Twelve cognitive capabilities. Twelve distinct failure signals. One watcher that can fix them.

Why this exists

When a standard AI system fails, you get one error : the model hallucinated / was biased / repeated itself. You cannot tell which cognitive capability actually broke, and fixing it usually means re-prompting and hoping.

Etz Chaim AI splits cognition into 12 explicit modules — each with its own tests, tunable parameters, and persistent state.
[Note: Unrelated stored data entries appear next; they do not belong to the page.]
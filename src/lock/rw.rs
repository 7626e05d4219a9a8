use crate::error::{LockError, Result};
use crate::lock::config::LockConfig;
use crate::lock::file::LockFile;
use crate::lock::guard::{LockGuard, Lockable};
use crate::lock::identity::LockIdentity;
use crate::lock::process::InterProcessLock;
use crate::lock::strategy::{LockStrategy, Wait};
use crate::platform::LockMode;
use crate::registry::{next_instance_id, Claim, Owner, Registration};
use parking_lot::Mutex;
use std::collections::HashMap;
use std::path::Path;
use std::thread::{self, ThreadId};
use std::time::Duration;
use tracing::{debug, warn};

const GATE_SUFFIX: &str = ".gate";

/// Shared-read / exclusive-write lock across processes.
///
/// Two files are involved. The data file carries a shared OS lock per
/// reading instance or an exclusive one for the writer. The gate file
/// (`<data>.gate`) is an [`InterProcessLock`] that writers hold for their
/// whole write and readers take only while entering.
///
/// This makes the lock writer-preferring: once a writer is waiting it owns
/// the gate, so new readers, in this process or any other, queue behind it
/// while current readers drain. A thread that already reads through this
/// instance can nest further reads without touching the gate.
///
/// Upgrading (read, then write on the same thread) and downgrading are not
/// supported. An untimed attempt fails with
/// [`LockError::WouldDeadlock`]; a timed one returns `false`.
#[derive(Debug)]
pub struct InterProcessReaderWriterLock {
    id: u64,
    data: LockFile,
    registration: Registration,
    gate: InterProcessLock,
    readers: Mutex<HashMap<ThreadId, usize>>,
    config: LockConfig,
}

impl InterProcessReaderWriterLock {
    pub fn new(path: impl AsRef<Path>) -> Result<Self> {
        Self::with_config(path, LockConfig::default())
    }

    pub fn with_config(path: impl AsRef<Path>, config: LockConfig) -> Result<Self> {
        let identity = LockIdentity::new(path)?;
        let gate = InterProcessLock::from_identity(identity.sibling(GATE_SUFFIX), config.clone());
        let registration = config.registry().resolve(&identity);
        Ok(Self {
            id: next_instance_id(),
            data: LockFile::new(identity.path()),
            registration,
            gate,
            readers: Mutex::new(HashMap::new()),
            config,
        })
    }

    pub fn acquire_read(&self, blocking: bool, timeout: Option<Duration>) -> Result<bool> {
        self.acquire_read_with(&LockStrategy::from_flags(blocking, timeout))
    }

    pub fn acquire_read_with(&self, strategy: &LockStrategy) -> Result<bool> {
        let me = thread::current().id();
        if let Some(depth) = self.readers.lock().get_mut(&me) {
            *depth += 1;
            return Ok(true);
        }

        let wait = strategy.start();
        if wait.is_forever() && self.write_held_by_current_thread() {
            return Err(LockError::WouldDeadlock {
                path: self.path().to_path_buf(),
            });
        }

        if !self.gate.acquire_within(wait)? {
            return Ok(false);
        }

        let entered = self.enter_shared(me, wait);
        let gate_released = self.gate.release();

        match (entered, gate_released) {
            (Ok(acquired), Ok(())) => {
                if acquired {
                    debug!("Read lock acquired: {}", self.path().display());
                }
                Ok(acquired)
            }
            (Err(e), _) => Err(e),
            (Ok(acquired), Err(e)) => {
                if acquired {
                    self.release_read()?;
                }
                Err(e)
            }
        }
    }

    /// Register `me` as a reader, taking the shared OS lock if this instance
    /// has no readers yet. Runs with the gate held.
    fn enter_shared(&self, me: ThreadId, wait: Wait) -> Result<bool> {
        let coordinator = self.registration.coordinator();
        if !coordinator.claim_shared(me, wait, self.path())? {
            return Ok(false);
        }

        let mut readers = self.readers.lock();
        if readers.is_empty() {
            match self.data.lock(LockMode::Shared, wait, &self.config) {
                Ok(true) => {}
                Ok(false) => {
                    coordinator.leave_shared(me);
                    return Ok(false);
                }
                Err(e) => {
                    coordinator.leave_shared(me);
                    return Err(e);
                }
            }
        }
        readers.insert(me, 1);
        Ok(true)
    }

    pub fn release_read(&self) -> Result<()> {
        let me = thread::current().id();
        let mut readers = self.readers.lock();

        let Some(depth) = readers.get_mut(&me) else {
            return Err(LockError::not_held(self.path()));
        };
        *depth -= 1;
        if *depth > 0 {
            return Ok(());
        }
        readers.remove(&me);

        let unlocked = if readers.is_empty() {
            self.data.unlock()
        } else {
            Ok(())
        };
        self.registration.coordinator().leave_shared(me);
        debug!("Read lock released: {}", self.path().display());
        unlocked
    }

    pub fn acquire_write(&self, blocking: bool, timeout: Option<Duration>) -> Result<bool> {
        self.acquire_write_with(&LockStrategy::from_flags(blocking, timeout))
    }

    pub fn acquire_write_with(&self, strategy: &LockStrategy) -> Result<bool> {
        let owner = Owner::current(self.id);
        let coordinator = self.registration.coordinator();
        if coordinator.reenter(owner) {
            return Ok(true);
        }

        let wait = strategy.start();
        if wait.is_forever() && self.readers.lock().contains_key(&thread::current().id()) {
            return Err(LockError::WouldDeadlock {
                path: self.path().to_path_buf(),
            });
        }

        if !self.gate.acquire_within(wait)? {
            return Ok(false);
        }

        let acquired = match coordinator.claim_exclusive(owner, wait, self.path()) {
            Ok(Claim::Claimed) => match self.data.lock(LockMode::Exclusive, wait, &self.config) {
                Ok(true) => {
                    coordinator.confirm(owner);
                    Ok(true)
                }
                Ok(false) => {
                    coordinator.vacate(owner);
                    Ok(false)
                }
                Err(e) => {
                    coordinator.vacate(owner);
                    Err(e)
                }
            },
            Ok(Claim::Reentered) | Ok(Claim::Unavailable) => Ok(false),
            Err(e) => Err(e),
        };

        match acquired {
            Ok(true) => {
                debug!("Write lock acquired: {}", self.path().display());
                Ok(true)
            }
            other => {
                if let Err(e) = self.gate.release() {
                    if other.is_ok() {
                        return Err(e);
                    }
                    warn!(
                        "Failed to release gate {} after failed write lock: {}",
                        self.gate_path().display(),
                        e
                    );
                }
                other
            }
        }
    }

    pub fn release_write(&self) -> Result<()> {
        let owner = Owner::current(self.id);
        let coordinator = self.registration.coordinator();

        if coordinator.leave(owner, self.path())? > 0 {
            return Ok(());
        }

        let unlocked = self.data.unlock();
        coordinator.vacate(owner);
        let gate_released = self.gate.release();
        debug!("Write lock released: {}", self.path().display());
        unlocked.and(gate_released)
    }

    /// Whether any thread reads through this instance.
    pub fn read_locked(&self) -> bool {
        !self.readers.lock().is_empty()
    }

    /// Whether this instance is write-held, by any thread.
    pub fn write_locked(&self) -> bool {
        self.registration.coordinator().held_by_instance(self.id)
    }

    fn write_held_by_current_thread(&self) -> bool {
        self.registration
            .coordinator()
            .held_by(Owner::current(self.id))
    }

    pub fn path(&self) -> &Path {
        self.registration.identity().path()
    }

    pub fn gate_path(&self) -> &Path {
        self.gate.path()
    }

    /// Read side as a [`Lockable`].
    pub fn read(&self) -> ReadLock<'_> {
        ReadLock(self)
    }

    /// Write side as a [`Lockable`].
    pub fn write(&self) -> WriteLock<'_> {
        WriteLock(self)
    }
}

impl Drop for InterProcessReaderWriterLock {
    fn drop(&mut self) {
        let readers = self.readers.get_mut();
        if !readers.is_empty() {
            warn!(
                "Read lock dropped while held, releasing: {}",
                self.registration.identity()
            );
            for (reader, _) in readers.drain() {
                self.registration.coordinator().leave_shared(reader);
            }
        }
        if self.registration.coordinator().vacate_instance(self.id) {
            warn!(
                "Write lock dropped while held, releasing: {}",
                self.registration.identity()
            );
        }
        self.data.close();
        // The gate is an InterProcessLock and cleans up after itself.
    }
}

/// Read view of an [`InterProcessReaderWriterLock`].
#[derive(Debug, Clone, Copy)]
pub struct ReadLock<'a>(&'a InterProcessReaderWriterLock);

/// Write view of an [`InterProcessReaderWriterLock`].
#[derive(Debug, Clone, Copy)]
pub struct WriteLock<'a>(&'a InterProcessReaderWriterLock);

impl ReadLock<'_> {
    pub fn lock(self) -> Result<LockGuard<Self>> {
        LockGuard::acquire(self, &LockStrategy::Wait)
    }

    pub fn lock_with(self, strategy: &LockStrategy) -> Result<LockGuard<Self>> {
        LockGuard::acquire(self, strategy)
    }
}

impl WriteLock<'_> {
    pub fn lock(self) -> Result<LockGuard<Self>> {
        LockGuard::acquire(self, &LockStrategy::Wait)
    }

    pub fn lock_with(self, strategy: &LockStrategy) -> Result<LockGuard<Self>> {
        LockGuard::acquire(self, strategy)
    }
}

impl Lockable for ReadLock<'_> {
    fn acquire_with(&self, strategy: &LockStrategy) -> Result<bool> {
        self.0.acquire_read_with(strategy)
    }

    fn release(&self) -> Result<()> {
        self.0.release_read()
    }

    fn lock_path(&self) -> &Path {
        self.0.path()
    }
}

impl Lockable for WriteLock<'_> {
    fn acquire_with(&self, strategy: &LockStrategy) -> Result<bool> {
        self.0.acquire_write_with(strategy)
    }

    fn release(&self) -> Result<()> {
        self.0.release_write()
    }

    fn lock_path(&self) -> &Path {
        self.0.path()
    }
}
A built-in watcher monitors these modules and can detect drift, name it, and apply corrections.

What is in v0.1.0

Component Role Tests
bridge/ loads the 1696-item specification corpus into code 16
mazalengine/ watcher + rectifier (observe / suggest / act) 25
partzufim/ 4 composition layers + persistent learning trace 150+
sifrei_yesod/ primary-source specification corpus (YAML) 10+

Start here

  • Getting started — install and run your first self-rectification cycle.
  • Architecture — how the pieces fit together.
  • Origin — why these 12 modules and not another set.

Project scope

This project is :

  • An AI architecture with capability-level failure diagnostics.
  • A set of small autonomous Python modules (~500 LoC each), each adding one cognitive capability.
  • A corpus of primary sources transposed with philological care and epistemic labeling (E1–E6).

This project is not :

  • A generic framework for orchestrating arbitrary LLM agents.
  • A trained model (we call Claude / Ollama / OpenAI under the hood).
  • A general-purpose reference for Kabbalistic studies.